Simon Johansson (born 14 June 1999) is a Swedish professional ice hockey defenceman currently playing for the Iowa Wild of the American Hockey League (AHL) as a prospect to the Minnesota Wild in the National Hockey League (NHL). He was selected in the fifth round, 148th overall, by the Wild in the 2018 NHL Entry Draft.

Playing career
Johansson made his SHL debut playing for Djurgårdens IF during the 2017–18 season, playing eight games and scoring one goal.
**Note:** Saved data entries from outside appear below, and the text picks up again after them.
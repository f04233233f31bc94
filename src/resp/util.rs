/// Serializes a `chrono::DateTime<Utc>` as plain unix seconds, the form JWT
/// validators expect for `iat`/`exp` claims.
pub mod date_time_as_unix_seconds {
    use chrono::{DateTime, Utc};
    use serde::{de, Deserialize, Deserializer, Serializer};

    pub fn serialize<S: Serializer>(dt: &DateTime<Utc>, s: S) -> Result<S::Ok, S::Error> {
        s.serialize_i64(dt.timestamp())
    }

    pub fn deserialize<'de, D: Deserializer<'de>>(d: D) -> Result<DateTime<Utc>, D::Error> {
        let seconds = i64::deserialize(d)?;
        DateTime::from_timestamp(seconds, 0)
            .ok_or_else(|| de::Error::custom(format!("timestamp out of range: {}", seconds)))
    }
}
Following four professional seasons within Djurgårdens IF, Johansson left Swedish and signed with Finnish Liiga side Ilves for the 2021–22 Liiga season.

Johansson enjoyed a break out season with Ilves, recording 32 points in 58 games from the blueline resulting in becoming the youngest defensemen in Ilves history to score 32 points in a season. 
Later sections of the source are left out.